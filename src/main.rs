//! CLI entry point for the celldict crawler.

use std::sync::Arc;

use anyhow::Result;
use clap::Parser;
use tracing::{debug, info, warn};

use celldict::{Crawler, FileDownloader, HtmlFetcher, IdRange, Site, WorkerPool, shutdown_channel};

mod cli;

use cli::Args;

#[tokio::main]
async fn main() -> Result<()> {
    // Parse CLI arguments first (before tracing, so --help works without logs)
    let args = Args::parse();

    // Determine log level based on verbose/quiet flags
    // Priority: RUST_LOG env var > quiet flag > verbose flag > default (info)
    let default_level = if args.quiet {
        "error"
    } else {
        match args.verbose {
            0 => "info",
            1 => "debug",
            _ => "trace",
        }
    };

    let filter = tracing_subscriber::EnvFilter::try_from_default_env()
        .unwrap_or_else(|_| tracing_subscriber::EnvFilter::new(default_level));

    tracing_subscriber::fmt().with_env_filter(filter).init();

    debug!(?args, "CLI arguments parsed");
    info!(dir = %args.dir.display(), "celldict starting");

    let crawler = Arc::new(Crawler::new(
        Site::sogou(),
        HtmlFetcher::new(),
        FileDownloader::new(),
        args.dir.clone(),
        args.max_pages,
    ));

    let workers = args.workers.unwrap_or_else(|| {
        std::thread::available_parallelism().map_or(1, std::num::NonZeroUsize::get)
    });
    let pool = WorkerPool::new(workers)?;

    // Ctrl-C requests cooperative shutdown; workers finish their current
    // category and the producer stops feeding IDs.
    let (trigger, signal) = shutdown_channel();
    tokio::spawn(async move {
        match tokio::signal::ctrl_c().await {
            Ok(()) => {
                info!("interrupt received, shutting down");
                trigger.trigger();
            }
            Err(e) => {
                // Keep the trigger alive: dropping it would read as shutdown.
                warn!(error = %e, "failed to listen for interrupt");
                std::future::pending::<()>().await;
            }
        }
    });

    let ids = IdRange {
        start: args.start_id,
        end: args.end_id,
    };
    let stats = pool.run(crawler, ids, signal).await;

    info!(
        categories = stats.categories(),
        failed = stats.failed(),
        downloaded = stats.downloaded(),
        skipped = stats.skipped(),
        "celldict finished"
    );

    Ok(())
}
//! Worker pool and category-ID generation.
//!
//! The pool owns a bounded queue of category IDs (capacity equal to the
//! worker count). A single producer pushes a strictly increasing ID
//! sequence and blocks on the queue when it is full, so it can never outrun
//! consumption by more than one queue depth. Each worker pulls one ID at a
//! time and runs the full category crawl to completion before requesting
//! the next.
//!
//! A category failure is logged and counted, and the worker moves on to the
//! next ID; one bad category never stops the pool.

use std::sync::Arc;
use std::sync::atomic::{AtomicUsize, Ordering};

use thiserror::Error;
use tokio::sync::{Mutex, mpsc, watch};
use tracing::{debug, info, instrument, warn};

use crate::crawler::{CategoryStats, Crawler};

/// Minimum allowed worker count.
const MIN_WORKERS: usize = 1;

/// Maximum allowed worker count.
const MAX_WORKERS: usize = 256;

/// Error type for worker pool construction.
#[derive(Debug, Error)]
pub enum PoolError {
    /// Invalid worker count provided.
    #[error("invalid worker count {value}: must be between {MIN_WORKERS} and {MAX_WORKERS}")]
    InvalidWorkerCount {
        /// The invalid value that was provided.
        value: usize,
    },
}

/// Aggregate statistics from a pool run.
///
/// Uses atomic counters for thread-safe updates from concurrent workers.
#[derive(Debug, Default)]
pub struct CrawlStats {
    categories: AtomicUsize,
    failed: AtomicUsize,
    downloaded: AtomicUsize,
    skipped: AtomicUsize,
}

impl CrawlStats {
    /// Creates a new stats tracker with zero counts.
    #[must_use]
    pub fn new() -> Self {
        Self::default()
    }

    /// Returns the number of categories crawled to completion.
    #[must_use]
    pub fn categories(&self) -> usize {
        self.categories.load(Ordering::SeqCst)
    }

    /// Returns the number of categories that failed.
    #[must_use]
    pub fn failed(&self) -> usize {
        self.failed.load(Ordering::SeqCst)
    }

    /// Returns the number of files downloaded.
    #[must_use]
    pub fn downloaded(&self) -> usize {
        self.downloaded.load(Ordering::SeqCst)
    }

    /// Returns the number of files skipped as already present.
    #[must_use]
    pub fn skipped(&self) -> usize {
        self.skipped.load(Ordering::SeqCst)
    }

    /// Folds one completed category's counters into the aggregate.
    fn record_category(&self, category: &CategoryStats) {
        self.categories.fetch_add(1, Ordering::SeqCst);
        self.downloaded.fetch_add(category.downloaded, Ordering::SeqCst);
        self.skipped.fetch_add(category.skipped, Ordering::SeqCst);
    }

    /// Increments the failed-category counter.
    fn increment_failed(&self) {
        self.failed.fetch_add(1, Ordering::SeqCst);
    }
}

/// Creates a linked shutdown trigger/signal pair.
#[must_use]
pub fn shutdown_channel() -> (ShutdownTrigger, ShutdownSignal) {
    let (tx, rx) = watch::channel(false);
    (ShutdownTrigger { tx }, ShutdownSignal { rx })
}

/// Fires the cooperative shutdown signal.
#[derive(Debug)]
pub struct ShutdownTrigger {
    tx: watch::Sender<bool>,
}

impl ShutdownTrigger {
    /// Requests shutdown. All signal clones observe it.
    pub fn trigger(&self) {
        let _ = self.tx.send(true);
    }
}

/// Cooperative shutdown signal, checked at each queue push and each worker
/// iteration.
///
/// Dropping the trigger releases waiters the same as firing it, so a lost
/// trigger can never leave the pool waiting forever.
#[derive(Debug, Clone)]
pub struct ShutdownSignal {
    rx: watch::Receiver<bool>,
}

impl ShutdownSignal {
    /// Returns true once shutdown has been requested.
    #[must_use]
    pub fn is_triggered(&self) -> bool {
        *self.rx.borrow()
    }

    /// Waits until shutdown is requested (or the trigger is dropped).
    pub async fn triggered(&mut self) {
        while !*self.rx.borrow_and_update() {
            if self.rx.changed().await.is_err() {
                return;
            }
        }
    }
}

/// Inclusive category-ID range fed to the pool.
///
/// `end: None` reproduces the reference behavior of counting upward
/// forever; each ID's work stays finite through the paginator's own
/// termination heuristics.
#[derive(Debug, Clone, Copy)]
pub struct IdRange {
    /// First category ID.
    pub start: u64,
    /// Last category ID, or `None` for an unbounded sequence.
    pub end: Option<u64>,
}

/// Fixed-size pool of crawl workers draining one bounded ID queue.
#[derive(Debug)]
pub struct WorkerPool {
    workers: usize,
}

impl WorkerPool {
    /// Creates a pool with the given worker count (also the queue capacity).
    ///
    /// # Errors
    ///
    /// Returns [`PoolError::InvalidWorkerCount`] if the value is outside
    /// the valid range (1-256).
    #[instrument(level = "debug")]
    pub fn new(workers: usize) -> Result<Self, PoolError> {
        if !(MIN_WORKERS..=MAX_WORKERS).contains(&workers) {
            return Err(PoolError::InvalidWorkerCount { value: workers });
        }
        debug!(workers, "creating worker pool");
        Ok(Self { workers })
    }

    /// Returns the configured worker count.
    #[must_use]
    pub fn workers(&self) -> usize {
        self.workers
    }

    /// Runs the pool until the ID range is exhausted or shutdown fires.
    ///
    /// Spawns one task per worker, generates IDs from `ids`, and waits for
    /// all workers to drain the queue. Individual category failures are
    /// logged, counted, and swallowed; they never abort the run.
    #[instrument(skip(self, crawler, shutdown), fields(workers = self.workers))]
    pub async fn run(
        &self,
        crawler: Arc<Crawler>,
        ids: IdRange,
        shutdown: ShutdownSignal,
    ) -> CrawlStats {
        let (tx, rx) = mpsc::channel::<u64>(self.workers);
        let rx = Arc::new(Mutex::new(rx));
        let stats = Arc::new(CrawlStats::new());

        info!(start_id = ids.start, end_id = ?ids.end, "starting crawl");

        let mut handles = Vec::with_capacity(self.workers);
        for worker_id in 0..self.workers {
            let crawler = Arc::clone(&crawler);
            let rx = Arc::clone(&rx);
            let stats = Arc::clone(&stats);
            let mut shutdown = shutdown.clone();

            handles.push(tokio::spawn(async move {
                loop {
                    if shutdown.is_triggered() {
                        break;
                    }

                    // Hold the receiver lock only while waiting for an ID,
                    // not while crawling.
                    let category_id = {
                        let mut rx = rx.lock().await;
                        tokio::select! {
                            id = rx.recv() => match id {
                                Some(id) => id,
                                None => break,
                            },
                            () = shutdown.triggered() => break,
                        }
                    };

                    debug!(worker_id, category_id, "worker picked up category");
                    match crawler.crawl_category(category_id).await {
                        Ok(category) => stats.record_category(&category),
                        Err(e) => {
                            warn!(
                                worker_id,
                                category_id,
                                error = %e,
                                "category crawl failed, continuing with next ID"
                            );
                            stats.increment_failed();
                        }
                    }
                }
                debug!(worker_id, "worker finished");
            }));
        }

        // Single producer: strictly increasing IDs, backpressured by the
        // bounded queue.
        let mut producer_shutdown = shutdown.clone();
        let mut id = ids.start;
        loop {
            if producer_shutdown.is_triggered() || ids.end.is_some_and(|end| id > end) {
                break;
            }
            tokio::select! {
                sent = tx.send(id) => {
                    if sent.is_err() {
                        break;
                    }
                }
                () = producer_shutdown.triggered() => break,
            }
            let Some(next) = id.checked_add(1) else { break };
            id = next;
        }
        drop(tx);

        for handle in handles {
            if let Err(e) = handle.await {
                warn!(error = %e, "worker task panicked");
            }
        }

        let stats = Arc::try_unwrap(stats).unwrap_or_else(|arc_stats| {
            // All workers have joined, so this branch should be unreachable;
            // rebuild from the atomic values if it is ever taken.
            let fresh = CrawlStats::new();
            fresh.categories.store(arc_stats.categories(), Ordering::SeqCst);
            fresh.failed.store(arc_stats.failed(), Ordering::SeqCst);
            fresh.downloaded.store(arc_stats.downloaded(), Ordering::SeqCst);
            fresh.skipped.store(arc_stats.skipped(), Ordering::SeqCst);
            fresh
        });

        info!(
            categories = stats.categories(),
            failed = stats.failed(),
            downloaded = stats.downloaded(),
            skipped = stats.skipped(),
            "crawl finished"
        );
        stats
    }
}

#[cfg(test)]
#[allow(clippy::unwrap_used)]
mod tests {
    use super::*;

    #[test]
    fn test_pool_rejects_zero_workers() {
        let result = WorkerPool::new(0);
        assert!(matches!(
            result,
            Err(PoolError::InvalidWorkerCount { value: 0 })
        ));
    }

    #[test]
    fn test_pool_rejects_oversized_worker_count() {
        assert!(WorkerPool::new(257).is_err());
        assert!(WorkerPool::new(256).is_ok());
    }

    #[test]
    fn test_crawl_stats_record_category_accumulates() {
        let stats = CrawlStats::new();
        stats.record_category(&CategoryStats {
            pages_fetched: 2,
            entries_seen: 12,
            downloaded: 10,
            skipped: 2,
        });
        stats.record_category(&CategoryStats {
            pages_fetched: 1,
            entries_seen: 3,
            downloaded: 1,
            skipped: 0,
        });
        assert_eq!(stats.categories(), 2);
        assert_eq!(stats.downloaded(), 11);
        assert_eq!(stats.skipped(), 2);
        assert_eq!(stats.failed(), 0);
    }

    #[tokio::test]
    async fn test_shutdown_signal_observes_trigger() {
        let (trigger, mut signal) = shutdown_channel();
        assert!(!signal.is_triggered());

        trigger.trigger();
        signal.triggered().await;
        assert!(signal.is_triggered());
    }

    #[tokio::test]
    async fn test_shutdown_signal_released_when_trigger_dropped() {
        let (trigger, mut signal) = shutdown_channel();
        drop(trigger);
        // Must complete rather than wait forever.
        signal.triggered().await;
    }

    #[tokio::test]
    async fn test_shutdown_signal_clones_share_state() {
        let (trigger, signal) = shutdown_channel();
        let mut cloned = signal.clone();
        trigger.trigger();
        cloned.triggered().await;
        assert!(signal.is_triggered());
    }
}
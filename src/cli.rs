//! CLI argument definitions using clap derive macros.

use std::path::PathBuf;

use clap::Parser;

use celldict::DEFAULT_PAGE_CAP;

/// Mirror Sogou Pinyin cell dictionaries to local storage.
///
/// Celldict walks the site's paginated category listings, resolves each
/// entry's detail page to its downloadable `.scel` resource, and stores the
/// resources flatly under the download directory, skipping files already
/// present.
#[derive(Parser, Debug)]
#[command(name = "celldict")]
#[command(author, version, about)]
pub struct Args {
    /// Download root directory for .scel files
    #[arg(short, long, default_value = "/tmp/cell")]
    pub dir: PathBuf,

    /// Maximum listing pages examined per category
    #[arg(short = 'p', long, default_value_t = DEFAULT_PAGE_CAP, value_parser = clap::value_parser!(u32).range(1..))]
    pub max_pages: u32,

    /// Number of crawl workers (default: available CPU parallelism)
    #[arg(short, long)]
    pub workers: Option<usize>,

    /// First category ID to crawl
    #[arg(long, default_value_t = 1, value_parser = clap::value_parser!(u64).range(1..))]
    pub start_id: u64,

    /// Last category ID to crawl (unbounded when omitted)
    #[arg(long)]
    pub end_id: Option<u64>,

    /// Increase output verbosity (-v for debug, -vv for trace)
    #[arg(short, long, action = clap::ArgAction::Count)]
    pub verbose: u8,

    /// Suppress non-error output
    #[arg(short, long)]
    pub quiet: bool,
}

#[cfg(test)]
#[allow(clippy::unwrap_used)]
mod tests {
    use super::*;

    #[test]
    fn test_cli_default_args_parses_successfully() {
        let args = Args::try_parse_from(["celldict"]).unwrap();
        assert_eq!(args.dir, PathBuf::from("/tmp/cell"));
        assert_eq!(args.max_pages, 100); // DEFAULT_PAGE_CAP
        assert_eq!(args.workers, None);
        assert_eq!(args.start_id, 1);
        assert_eq!(args.end_id, None);
        assert_eq!(args.verbose, 0);
        assert!(!args.quiet);
    }

    #[test]
    fn test_cli_dir_flag() {
        let args = Args::try_parse_from(["celldict", "--dir", "/data/scel"]).unwrap();
        assert_eq!(args.dir, PathBuf::from("/data/scel"));

        let args = Args::try_parse_from(["celldict", "-d", "/data/scel"]).unwrap();
        assert_eq!(args.dir, PathBuf::from("/data/scel"));
    }

    #[test]
    fn test_cli_max_pages_flag() {
        let args = Args::try_parse_from(["celldict", "--max-pages", "5"]).unwrap();
        assert_eq!(args.max_pages, 5);
    }

    #[test]
    fn test_cli_max_pages_zero_rejected() {
        let result = Args::try_parse_from(["celldict", "-p", "0"]);
        assert!(result.is_err());
        let err = result.unwrap_err();
        assert_eq!(err.kind(), clap::error::ErrorKind::ValueValidation);
    }

    #[test]
    fn test_cli_id_range_flags() {
        let args =
            Args::try_parse_from(["celldict", "--start-id", "100", "--end-id", "200"]).unwrap();
        assert_eq!(args.start_id, 100);
        assert_eq!(args.end_id, Some(200));
    }

    #[test]
    fn test_cli_start_id_zero_rejected() {
        let result = Args::try_parse_from(["celldict", "--start-id", "0"]);
        assert!(result.is_err());
    }

    #[test]
    fn test_cli_workers_flag() {
        let args = Args::try_parse_from(["celldict", "-w", "4"]).unwrap();
        assert_eq!(args.workers, Some(4));
    }

    #[test]
    fn test_cli_verbose_flag_increments_count() {
        let args = Args::try_parse_from(["celldict", "-v"]).unwrap();
        assert_eq!(args.verbose, 1);

        let args = Args::try_parse_from(["celldict", "-vv"]).unwrap();
        assert_eq!(args.verbose, 2);
    }

    #[test]
    fn test_cli_quiet_flag_sets_quiet() {
        let args = Args::try_parse_from(["celldict", "-q"]).unwrap();
        assert!(args.quiet);
    }

    #[test]
    fn test_cli_invalid_flag_returns_error() {
        let result = Args::try_parse_from(["celldict", "--invalid-flag"]);
        assert!(result.is_err());
        let err = result.unwrap_err();
        assert_eq!(err.kind(), clap::error::ErrorKind::UnknownArgument);
    }
}
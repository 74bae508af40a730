//! Error types for page fetching.

use thiserror::Error;

/// Errors that can occur while fetching page HTML.
#[derive(Debug, Error)]
pub enum FetchError {
    /// Network-level error (DNS resolution, connection refused, TLS errors, etc.)
    #[error("network error fetching {url}: {source}")]
    Network {
        /// The URL that failed to fetch.
        url: String,
        /// The underlying network error.
        #[source]
        source: reqwest::Error,
    },

    /// Request timed out before completion.
    #[error("timeout fetching {url}")]
    Timeout {
        /// The URL that timed out.
        url: String,
    },

    /// HTTP error response (status >= 400). Carries the response body
    /// as diagnostic text.
    #[error("HTTP {status} fetching {url}: {body}")]
    HttpStatus {
        /// The URL that returned an error status.
        url: String,
        /// The HTTP status code.
        status: u16,
        /// The response body text.
        body: String,
    },
}

impl FetchError {
    /// Creates a network error from a reqwest error.
    pub fn network(url: impl Into<String>, source: reqwest::Error) -> Self {
        Self::Network {
            url: url.into(),
            source,
        }
    }

    /// Creates a timeout error.
    pub fn timeout(url: impl Into<String>) -> Self {
        Self::Timeout { url: url.into() }
    }

    /// Creates an HTTP status error carrying the response body.
    pub fn http_status(url: impl Into<String>, status: u16, body: impl Into<String>) -> Self {
        Self::HttpStatus {
            url: url.into(),
            status,
            body: body.into(),
        }
    }
}

#[cfg(test)]
#[allow(clippy::unwrap_used)]
mod tests {
    use super::*;

    #[test]
    fn test_fetch_error_timeout_display() {
        let error = FetchError::timeout("https://example.com/dict/cate/index/1/default/1");
        let msg = error.to_string();
        assert!(msg.contains("timeout"), "Expected 'timeout' in: {msg}");
        assert!(msg.contains("/dict/cate/index/1"), "Expected URL in: {msg}");
    }

    #[test]
    fn test_fetch_error_http_status_carries_body() {
        let error = FetchError::http_status(
            "https://example.com/dict/detail/index/4",
            503,
            "service unavailable",
        );
        let msg = error.to_string();
        assert!(msg.contains("503"), "Expected status in: {msg}");
        assert!(
            msg.contains("service unavailable"),
            "Expected body text in: {msg}"
        );
    }
}
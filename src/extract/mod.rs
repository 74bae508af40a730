//! Regex extraction of detail-page IDs and cell resources from page HTML.
//!
//! Two fixed patterns drive the whole crawl: one pulls detail-page IDs out
//! of category listings, the other pulls the download endpoint, resource ID,
//! and percent-encoded display name out of detail pages. Patterns are
//! compiled once and shared.

use std::sync::LazyLock;

use regex::Regex;

/// Matches anchor links to entry detail pages in category listings.
#[allow(clippy::expect_used)]
static DETAIL_ID_PATTERN: LazyLock<Regex> = LazyLock::new(|| {
    Regex::new(r"/dict/detail/index/(\d+)").expect("detail-ID pattern is valid")
});

/// Matches scheme-relative links to the cell download endpoint in detail pages.
///
/// Capture groups: whole match = scheme-relative link, 1 = resource ID,
/// 2 = percent-encoded display name.
#[allow(clippy::expect_used)]
static RESOURCE_PATTERN: LazyLock<Regex> = LazyLock::new(|| {
    Regex::new(r#"//[^/"\s]+/d/dict/download_cell\.php\?id=(\d+)&name=([^"&]+)"#)
        .expect("resource pattern is valid")
});

/// One downloadable cell dictionary discovered on a detail page.
#[derive(Debug, Clone, PartialEq, Eq)]
pub struct CellResource {
    /// Scheme-relative download link as captured from the markup.
    pub link: String,
    /// Numeric resource ID from the download endpoint.
    pub id: u64,
    /// Display name, URL-decoded.
    pub name: String,
}

/// Extracts all detail-page IDs from category-listing HTML.
///
/// Every match is returned in document order; an empty result means the
/// page has no entries (the paginator's stop condition), never an error.
#[must_use]
pub fn extract_detail_ids(html: &str) -> Vec<u64> {
    DETAIL_ID_PATTERN
        .captures_iter(html)
        .filter_map(|caps| caps[1].parse().ok())
        .collect()
}

/// Extracts all cell resources from detail-page HTML.
///
/// Display names appear percent-encoded in the markup and are decoded here;
/// a name that fails to decode is kept raw rather than dropped.
#[must_use]
pub fn extract_cell_resources(html: &str) -> Vec<CellResource> {
    RESOURCE_PATTERN
        .captures_iter(html)
        .filter_map(|caps| {
            let link = caps.get(0)?.as_str().to_string();
            let id = caps.get(1)?.as_str().parse().ok()?;
            let raw_name = caps.get(2)?.as_str();
            let name = urlencoding::decode(raw_name)
                .map_or_else(|_| raw_name.to_string(), std::borrow::Cow::into_owned);
            Some(CellResource { link, id, name })
        })
        .collect()
}
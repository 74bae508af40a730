//! Shared User-Agent string for fetch and download HTTP clients.
//!
//! Single source for the UA format so listing-page and resource traffic
//! stay consistent and easy to update.

/// Default User-Agent identifying the tool.
#[must_use]
pub(crate) fn default_user_agent() -> String {
    let version = env!("CARGO_PKG_VERSION");
    format!("celldict/{version} (dictionary-mirror-tool)")
}

#[cfg(test)]
mod tests {
    use super::*;

    #[test]
    fn test_user_agent_contains_crate_version() {
        let ua = default_user_agent();
        assert!(ua.starts_with("celldict/"), "UA must identify the tool: {ua}");
        assert!(
            ua.contains(env!("CARGO_PKG_VERSION")),
            "UA must contain crate version: {ua}"
        );
    }
}
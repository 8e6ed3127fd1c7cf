//! Frame correspondence across the four modalities of a unit.
//!
//! Position `i` of every sequence must denote the same frame. Files are listed
//! in name order and the frame index parsed from each name is used as the join
//! key: it has to agree with the name order within a modality and across
//! modalities at every position.

use log::debug;

use crate::config::AlignmentPolicy;
use crate::error::{Result, UnitRejection};
use crate::naming::parse_frame_name;
use crate::types::{FrameFile, Modality, ModalityFileSet, SceneCameraUnit};
use crate::utils::list_files_with_extension;

/// Outcome of resolving one unit
#[derive(Debug, Clone, PartialEq, Eq)]
pub enum Resolution {
    Accepted {
        files: ModalityFileSet,
        corrected: bool,
    },
    Rejected(UnitRejection),
}

/// List and align the modality files of a unit.
///
/// I/O failures are errors. Units that cannot be aligned come back as
/// `Resolution::Rejected` with the reason.
pub fn resolve_unit(unit: &SceneCameraUnit, policy: AlignmentPolicy) -> Result<Resolution> {
    let missing: Vec<_> = Modality::ALL
        .iter()
        .map(|&modality| (modality, unit.modality_dir(modality)))
        .filter(|(_, dir)| !dir.is_dir())
        .collect();
    if !missing.is_empty() {
        return Ok(Resolution::Rejected(
            UnitRejection::MissingModalityDirectory(missing),
        ));
    }

    let mut listed = Vec::with_capacity(Modality::ALL.len());
    for modality in Modality::ALL {
        let names = list_files_with_extension(&unit.modality_dir(modality), modality.extension())?;
        let files = names
            .into_iter()
            .map(|name| {
                let frame = parse_frame_name(&name).map(|parsed| parsed.frame);
                FrameFile { name, frame }
            })
            .collect::<Vec<_>>();
        if let Err(rejection) = check_frame_order(modality, &files) {
            return Ok(Resolution::Rejected(rejection));
        }
        listed.push(files);
    }

    let segmentation = listed.pop().unwrap_or_default();
    let camview = listed.pop().unwrap_or_default();
    let depth = listed.pop().unwrap_or_default();
    let color = listed.pop().unwrap_or_default();

    Ok(align(
        ModalityFileSet {
            color,
            depth,
            camview,
            segmentation,
        },
        policy,
    ))
}

/// Bring the four sequences to a common length, applying the policy if needed
pub fn align(files: ModalityFileSet, policy: AlignmentPolicy) -> Resolution {
    let counts = UnitRejection::CountMismatch {
        color: files.color.len(),
        depth: files.depth.len(),
        camview: files.camview.len(),
        segmentation: files.segmentation.len(),
    };

    if all_equal(&files) {
        return match check_join(&files, false) {
            Ok(()) => Resolution::Accepted {
                files,
                corrected: false,
            },
            Err(rejection) => Resolution::Rejected(rejection),
        };
    }

    let AlignmentPolicy::DropLeading { count } = policy else {
        return Resolution::Rejected(counts);
    };

    let ModalityFileSet {
        mut color,
        depth,
        mut camview,
        segmentation,
    } = files;
    color.drain(..count.min(color.len()));
    camview.drain(..count.min(camview.len()));
    debug!(
        "Dropped {} leading color/camera frames, now {} against {} depth frames",
        count,
        color.len(),
        depth.len()
    );

    let trimmed = ModalityFileSet {
        color,
        depth,
        camview,
        segmentation,
    };
    if !all_equal(&trimmed) {
        return Resolution::Rejected(counts);
    }

    match check_join(&trimmed, true) {
        Ok(()) => Resolution::Accepted {
            files: trimmed,
            corrected: true,
        },
        Err(rejection) => Resolution::Rejected(rejection),
    }
}

fn all_equal(files: &ModalityFileSet) -> bool {
    let n = files.color.len();
    Modality::ALL
        .iter()
        .all(|&modality| files.get(modality).len() == n)
}

// Name order must match frame order: no duplicate or descending frame indices
fn check_frame_order(modality: Modality, files: &[FrameFile]) -> std::result::Result<(), UnitRejection> {
    let mut previous: Option<&FrameFile> = None;
    for file in files.iter().filter(|file| file.frame.is_some()) {
        if let Some(prev) = previous {
            if prev.frame >= file.frame {
                return Err(UnitRejection::SortOrderAnomaly {
                    modality,
                    detail: format!("{} sorts before {}", prev.name, file.name),
                });
            }
        }
        previous = Some(file);
    }
    Ok(())
}

// Pairs of modalities whose frame indices must match position by position.
// Color and camera are trimmed together, as are depth and segmentation; the
// two groups are only compared when no correction was applied.
fn check_join(files: &ModalityFileSet, corrected: bool) -> std::result::Result<(), UnitRejection> {
    let mut pairs = vec![
        (Modality::Color, Modality::Camview),
        (Modality::Depth, Modality::Segmentation),
    ];
    if !corrected {
        pairs.push((Modality::Color, Modality::Depth));
    }

    for (left, right) in pairs {
        let matched = files.get(left).iter().zip(files.get(right));
        for (position, (l, r)) in matched.enumerate() {
            if let (Some(left_frame), Some(right_frame)) = (l.frame, r.frame) {
                if left_frame != right_frame {
                    return Err(UnitRejection::FrameIndexMismatch {
                        position,
                        left,
                        left_frame,
                        right,
                        right_frame,
                    });
                }
            }
        }
    }
    Ok(())
}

**Task objective**
Could you report how many lines of the listing above hold "response"? Only the number is needed.

**Reply to the task**
3